Dataset entries

######

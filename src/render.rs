//! HTML rendering of the admin preview.
//!
//! Turns a [`LoadState`] into a self-contained page: stats, a category
//! filter, one card per visible image with edit/delete affordances, and a
//! standing notice that edits are preview-only. A failed load renders the
//! error state and no cards at all.
//!
//! ## Page Structure
//!
//! ```text
//! header.admin-header        title + stats
//! div.admin-notice           "not saved" reminder (always present)
//! div.admin-message          last operation notice (if any)
//! form.admin-toolbar         category filter <select>
//! div.admin-gallery-grid     cards | empty message | error state
//! ```
//!
//! Uses [maud](https://maud.lambda.xyz/) like the rest of the site: markup is
//! checked at compile time and every interpolated value is escaped.

use crate::gallery::{Gallery, NoticeKind};
use crate::load::LoadState;
use crate::manifest::ImageRecord;
use maud::{DOCTYPE, Markup, html};

const CSS: &str = include_str!("../static/admin.css");

pub const LOAD_ERROR_TEXT: &str = "Error loading gallery. Please refresh the page.";
pub const EMPTY_TEXT: &str = "No images found in this category.";
pub const PREVIEW_NOTICE_TEXT: &str = "Preview only: adding, editing or deleting images here \
     changes this page alone. Nothing is saved to manifest.json or the image folders.";

/// Render the full admin preview document.
pub fn render_admin_page(state: &LoadState) -> Markup {
    let content = match state {
        LoadState::Loaded(gallery) => html! {
            (admin_header(Some(gallery)))
            (preview_notice())
            (message(gallery))
            (toolbar(gallery))
            (gallery_grid(gallery))
        },
        LoadState::Failed(err) => html! {
            (admin_header(None))
            (preview_notice())
            div.admin-gallery-grid {
                div.loading-message.error title=(err.to_string()) { (LOAD_ERROR_TEXT) }
            }
        },
    };
    base_document("Gallery Admin", content)
}

fn base_document(title: &str, content: Markup) -> Markup {
    html! {
        (DOCTYPE)
        html lang="en" {
            head {
                meta charset="UTF-8";
                meta name="viewport" content="width=device-width, initial-scale=1.0";
                title { (title) }
                style { (CSS) }
            }
            body.admin {
                main.admin-panel {
                    (content)
                }
            }
        }
    }
}

fn admin_header(gallery: Option<&Gallery>) -> Markup {
    html! {
        header.admin-header {
            h1 { "Gallery Manager" }
            @if let Some(gallery) = gallery {
                @let stats = gallery.stats();
                dl.admin-stats {
                    dt { "Total images" }
                    dd #totalImages { (stats.total_images) }
                    dt { "Categories" }
                    dd #totalCategories { (stats.total_categories) }
                }
            }
        }
    }
}

fn preview_notice() -> Markup {
    html! {
        div.admin-notice role="note" { (PREVIEW_NOTICE_TEXT) }
    }
}

fn message(gallery: &Gallery) -> Markup {
    let Some(notice) = gallery.notice() else {
        return html! {};
    };
    let kind = match notice.kind {
        NoticeKind::Success => "success",
        NoticeKind::Error => "error",
    };
    html! {
        div class={ "admin-message " (kind) } role="status" { (notice.text) }
    }
}

/// Filter dropdown; "All Categories" first, then the mapping in order.
fn toolbar(gallery: &Gallery) -> Markup {
    let current = gallery.filter().value();
    html! {
        form.admin-toolbar method="get" {
            label for="categoryFilter" { "Category" }
            select #categoryFilter name="filter" {
                option value="all" selected[current == "all"] { "All Categories" }
                @for (key, name) in gallery.category_options() {
                    option value=(key) selected[current == key] { (name) }
                }
            }
            button.admin-btn-add type="button" { "Add Image" }
        }
    }
}

fn gallery_grid(gallery: &Gallery) -> Markup {
    let visible = gallery.visible();
    html! {
        div.admin-gallery-grid {
            @if visible.is_empty() {
                div.loading-message { (EMPTY_TEXT) }
            } @else {
                @for image in visible {
                    (gallery_card(image, gallery.manifest().category_name(&image.category)))
                }
            }
        }
    }
}

/// One card: image, category badge, title, description, actions.
pub fn gallery_card(image: &ImageRecord, category_name: &str) -> Markup {
    html! {
        div.admin-gallery-item data-image-id=(image.id) {
            div.admin-gallery-image {
                img src=(image.path) alt=(image.title) loading="lazy";
                span.admin-gallery-category { (category_name) }
                @if !image.available {
                    span.admin-gallery-unavailable { "Unavailable" }
                }
            }
            div.admin-gallery-info {
                h3 { (image.title) }
                p { (image.description) }
                div.admin-gallery-actions {
                    button.admin-btn-edit type="button" data-id=(image.id) { "Edit" }
                    button.admin-btn-delete type="button" data-id=(image.id) { "Delete" }
                }
            }
        }
    }
}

######

The expected response is the full set of records, reproduced exactly.

filename src/render.rs
//! HTML rendering of the admin preview.
//!
//! Turns a [`LoadState`] into a self-contained page: stats, a category
//! filter, one card per visible image with edit/delete affordances, and a
//! standing notice that edits are preview-only. A failed load renders the
//! error state and no cards at all.
//!
//! ## Page Structure
//!
//! ```text
//! header.admin-header        title + stats
//! div.admin-notice           "not saved" reminder (always present)
//! div.admin-message          last operation notice (if any)
//! form.admin-toolbar         category filter <select>
//! div.admin-gallery-grid     cards | empty message | error state
//! ```
//!
//! Uses [maud](https://maud.lambda.xyz/) like the rest of the site: markup is
//! checked at compile time and every interpolated value is escaped.

use crate::gallery::{Gallery, NoticeKind};
use crate::load::LoadState;
use crate::manifest::ImageRecord;
use maud::{DOCTYPE, Markup, html};

const CSS: &str = include_str!("../static/admin.css");

pub const LOAD_ERROR_TEXT: &str = "Error loading gallery. Please refresh the page.";
pub const EMPTY_TEXT: &str = "No images found in this category.";
pub const PREVIEW_NOTICE_TEXT: &str = "Preview only: adding, editing or deleting images here \
     changes this page alone. Nothing is saved to manifest.json or the image folders.";

/// Render the full admin preview document.
pub fn render_admin_page(state: &LoadState) -> Markup {
    let content = match state {
        LoadState::Loaded(gallery) => html! {
            (admin_header(Some(gallery)))
            (preview_notice())
            (message(gallery))
            (toolbar(gallery))
            (gallery_grid(gallery))
        },
        LoadState::Failed(err) => html! {
            (admin_header(None))
            (preview_notice())
            div.admin-gallery-grid {
                div.loading-message.error title=(err.to_string()) { (LOAD_ERROR_TEXT) }
            }
        },
    };
    base_document("Gallery Admin", content)
}

fn base_document(title: &str, content: Markup) -> Markup {
    html! {
        (DOCTYPE)
        html lang="en" {
            head {
                meta charset="UTF-8";
                meta name="viewport" content="width=device-width, initial-scale=1.0";
                title { (title) }
                style { (CSS) }
            }
            body.admin {
                main.admin-panel {
                    (content)
                }
            }
        }
    }
}

fn admin_header(gallery: Option<&Gallery>) -> Markup {
    html! {
        header.admin-header {
            h1 { "Gallery Manager" }
            @if let Some(gallery) = gallery {
                @let stats = gallery.stats();
                dl.admin-stats {
                    dt { "Total images" }
                    dd #totalImages { (stats.total_images) }
                    dt { "Categories" }
                    dd #totalCategories { (stats.total_categories) }
                }
            }
        }
    }
}

fn preview_notice() -> Markup {
    html! {
        div.admin-notice role="note" { (PREVIEW_NOTICE_TEXT) }
    }
}

fn message(gallery: &Gallery) -> Markup {
    let Some(notice) = gallery.notice() else {
        return html! {};
    };
    let kind = match notice.kind {
        NoticeKind::Success => "success",
        NoticeKind::Error => "error",
    };
    html! {
        div class={ "admin-message " (kind) } role="status" { (notice.text) }
    }
}

/// Filter dropdown; "All Categories" first, then the mapping in order.
fn toolbar(gallery: &Gallery) -> Markup {
    let current = gallery.filter().value();
    html! {
        form.admin-toolbar method="get" {
            label for="categoryFilter" { "Category" }
            select #categoryFilter name="filter" {
                option value="all" selected[current == "all"] { "All Categories" }
                @for (key, name) in gallery.category_options() {
                    option value=(key) selected[current == key] { (name) }
                }
            }
            button.admin-btn-add type="button" { "Add Image" }
        }
    }
}

fn gallery_grid(gallery: &Gallery) -> Markup {
    let visible = gallery.visible();
    html! {
        div.admin-gallery-grid {
            @if visible.is_empty() {
                div.loading-message { (EMPTY_TEXT) }
            } @else {
                @for image in visible {
                    (gallery_card(image, gallery.manifest().category_name(&image.category)))
                }
            }
        }
    }
}

/// One card: image, category badge, title, description, actions.
pub fn gallery_card(image: &ImageRecord, category_name: &str) -> Markup {
    html! {
        div.admin-gallery-item data-image-id=(image.id) {
            div.admin-gallery-image {
                img src=(image.path) alt=(image.title) loading="lazy";
                span.admin-gallery-category { (category_name) }
                @if !image.available {
                    span.admin-gallery-unavailable { "Unavailable" }
                }
            }
            div.admin-gallery-info {
                h3 { (image.title) }
                p { (image.description) }
                div.admin-gallery-actions {
                    button.admin-btn-edit type="button" data-id=(image.id) { "Edit" }
                    button.admin-btn-delete type="button" data-id=(image.id) { "Delete" }
                }
            }
        }
    }
}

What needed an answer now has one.